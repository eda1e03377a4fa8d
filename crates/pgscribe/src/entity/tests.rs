use super::*;

fn event(
    entity_type: EntityType,
    schema: &str,
    table: Option<&str>,
    entity_name: &str,
) -> Option<InvalidationEvent> {
    Some(InvalidationEvent {
        entity_type,
        schema: schema.into(),
        table: table.map(Into::into),
        entity_name: entity_name.into(),
    })
}

#[test]
fn create_table() {
    assert_eq!(
        extract_entity("create table if not exists public.widgets (id int)"),
        event(EntityType::Table, "public", Some("widgets"), "widgets")
    );
}

#[test]
fn non_ddl_is_a_miss() {
    assert_eq!(extract_entity("select 1"), None);
    assert_eq!(extract_entity("insert into widgets values (1)"), None);
    assert_eq!(extract_entity(""), None);
}

#[test]
fn cron_schedule() {
    assert_eq!(
        extract_entity("select cron.schedule('nightly', '0 0 * * *', 'select 1')"),
        event(EntityType::Cron, "public", None, "nightly")
    );
}

#[test]
fn cron_variants() {
    assert_eq!(
        extract_entity("SELECT cron.schedule_in_database('vac', '*/5 * * * *', 'vacuum', 'postgres')"),
        event(EntityType::Cron, "public", None, "vac")
    );
    assert_eq!(
        extract_entity("select cron.unschedule('nightly')"),
        event(EntityType::Cron, "public", None, "nightly")
    );
    assert_eq!(
        extract_entity("select cron.schedule('it''s', '@daily', $$ delete from logs $$)"),
        event(EntityType::Cron, "public", None, "it's")
    );
}

#[test]
fn unnamed_cron_job_is_a_miss() {
    assert_eq!(extract_entity("select cron.schedule('0 0 * * *', 'select 1')"), None);
    assert_eq!(extract_entity("select cron.unschedule(42)"), None);
}

#[test]
fn cron_counts_only_its_own_arguments() {
    // Literals after the call are not arguments to it.
    assert_eq!(
        extract_entity("select cron.schedule('*/5 * * * *', 'select 1'); select 'tail'"),
        None
    );
    assert_eq!(
        extract_entity("select cron.schedule('0 0 * * *', format('select %s', 'x'))"),
        None
    );
    assert_eq!(
        extract_entity("select cron.schedule('job', '@hourly', $body$ select ')' $body$)"),
        event(EntityType::Cron, "public", None, "job")
    );
    assert_eq!(extract_entity("select cron.schedule(name, '@daily', 'select 1')"), None);
}

#[test]
fn scheduler_call_inside_a_function_body() {
    let sql = "create or replace function public.setup_jobs() returns void language sql as \
               $$ select cron.schedule('nightly', '0 0 * * *', 'select 1') $$";
    assert_eq!(
        extract_entity(sql),
        event(EntityType::Function, "public", None, "setup_jobs")
    );
    assert_eq!(
        extract_entity("create view public.jobs as select cron.unschedule('old')"),
        event(EntityType::View, "public", None, "jobs")
    );
}

#[test]
fn schema_defaults_to_public() {
    assert_eq!(
        extract_entity("drop table widgets"),
        event(EntityType::Table, "public", Some("widgets"), "widgets")
    );
}

#[test]
fn quoted_identifiers_are_unquoted() {
    assert_eq!(
        extract_entity(r#"ALTER TABLE "My Schema"."My ""Big"" Table" ADD COLUMN x int"#),
        event(
            EntityType::Table,
            "My Schema",
            Some(r#"My "Big" Table"#),
            r#"My "Big" Table"#
        )
    );
}

#[test]
fn bare_identifiers_fold_to_lower_case() {
    assert_eq!(
        extract_entity("CREATE TABLE Sales.Orders (id int)"),
        event(EntityType::Table, "sales", Some("orders"), "orders")
    );
}

#[test]
fn leading_comments_are_skipped() {
    let sql = "-- add widgets\n/* v2 */\n  create table widgets (id int)";
    assert_eq!(
        extract_entity(sql),
        event(EntityType::Table, "public", Some("widgets"), "widgets")
    );
}

#[test]
fn functions_and_procedures() {
    assert_eq!(
        extract_entity("create or replace function api.add(a int, b int) returns int as $$ select a + b $$ language sql"),
        event(EntityType::Function, "api", None, "add")
    );
    assert_eq!(
        extract_entity("drop procedure if exists cleanup()"),
        event(EntityType::Function, "public", None, "cleanup")
    );
}

#[test]
fn triggers_carry_their_table() {
    assert_eq!(
        extract_entity(
            "create trigger on_signup after insert on auth.users for each row execute function public.handle_signup()"
        ),
        event(EntityType::Trigger, "auth", Some("users"), "on_signup")
    );
    assert_eq!(
        extract_entity("drop trigger if exists on_signup on auth.users"),
        event(EntityType::Trigger, "auth", Some("users"), "on_signup")
    );
}

#[test]
fn policies_carry_their_table() {
    assert_eq!(
        extract_entity(
            r#"create policy "Users read own rows" on public.profiles for select using (auth.uid() = id)"#
        ),
        event(
            EntityType::Policy,
            "public",
            Some("profiles"),
            "Users read own rows"
        )
    );
}

#[test]
fn indexes() {
    assert_eq!(
        extract_entity("create unique index concurrently if not exists users_email_idx on only public.users (email)"),
        event(EntityType::Index, "public", Some("users"), "users_email_idx")
    );
    assert_eq!(
        extract_entity("create index on logs (created_at)"),
        event(EntityType::Index, "public", Some("logs"), "logs")
    );
    assert_eq!(
        extract_entity("drop index if exists api.users_email_idx"),
        event(EntityType::Index, "api", None, "users_email_idx")
    );
}

#[test]
fn views() {
    assert_eq!(
        extract_entity("create or replace view public.active_users as select * from users"),
        event(EntityType::View, "public", None, "active_users")
    );
    assert_eq!(
        extract_entity("refresh materialized view concurrently stats"),
        event(EntityType::View, "public", None, "stats")
    );
}

#[test]
fn schemas() {
    assert_eq!(
        extract_entity("create schema if not exists billing"),
        event(EntityType::Schema, "billing", None, "billing")
    );
}

#[test]
fn disabled_kinds_are_skipped() {
    let extractor = EntityExtractor::new(&EntitiesConfig {
        disabled: vec!["Cron".into(), "table".into()],
    });
    assert!(!extractor.is_enabled(EntityType::Cron));
    assert_eq!(
        extractor.extract("select cron.schedule('nightly', '0 0 * * *', 'select 1')"),
        None
    );
    assert_eq!(extractor.extract("create table widgets (id int)"), None);
    assert_eq!(
        extractor.extract("create schema billing"),
        event(EntityType::Schema, "billing", None, "billing")
    );
}

#[test]
fn garbage_never_panics() {
    for sql in [
        "create",
        "create table",
        "create trigger x",
        "cron.schedule(",
        "\"",
        "create table \"unterminated",
        "🦀 drop table 🦀",
    ] {
        let _ = extract_entity(sql);
    }
}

+--

▸ **Exercise**: Please copy each line of the material that contains the word "rows".

▸ **Expected answer**:
            r#"create policy "Users read own rows" on public.profiles for select using (auth.uid() = id)"#
            "Users read own rows"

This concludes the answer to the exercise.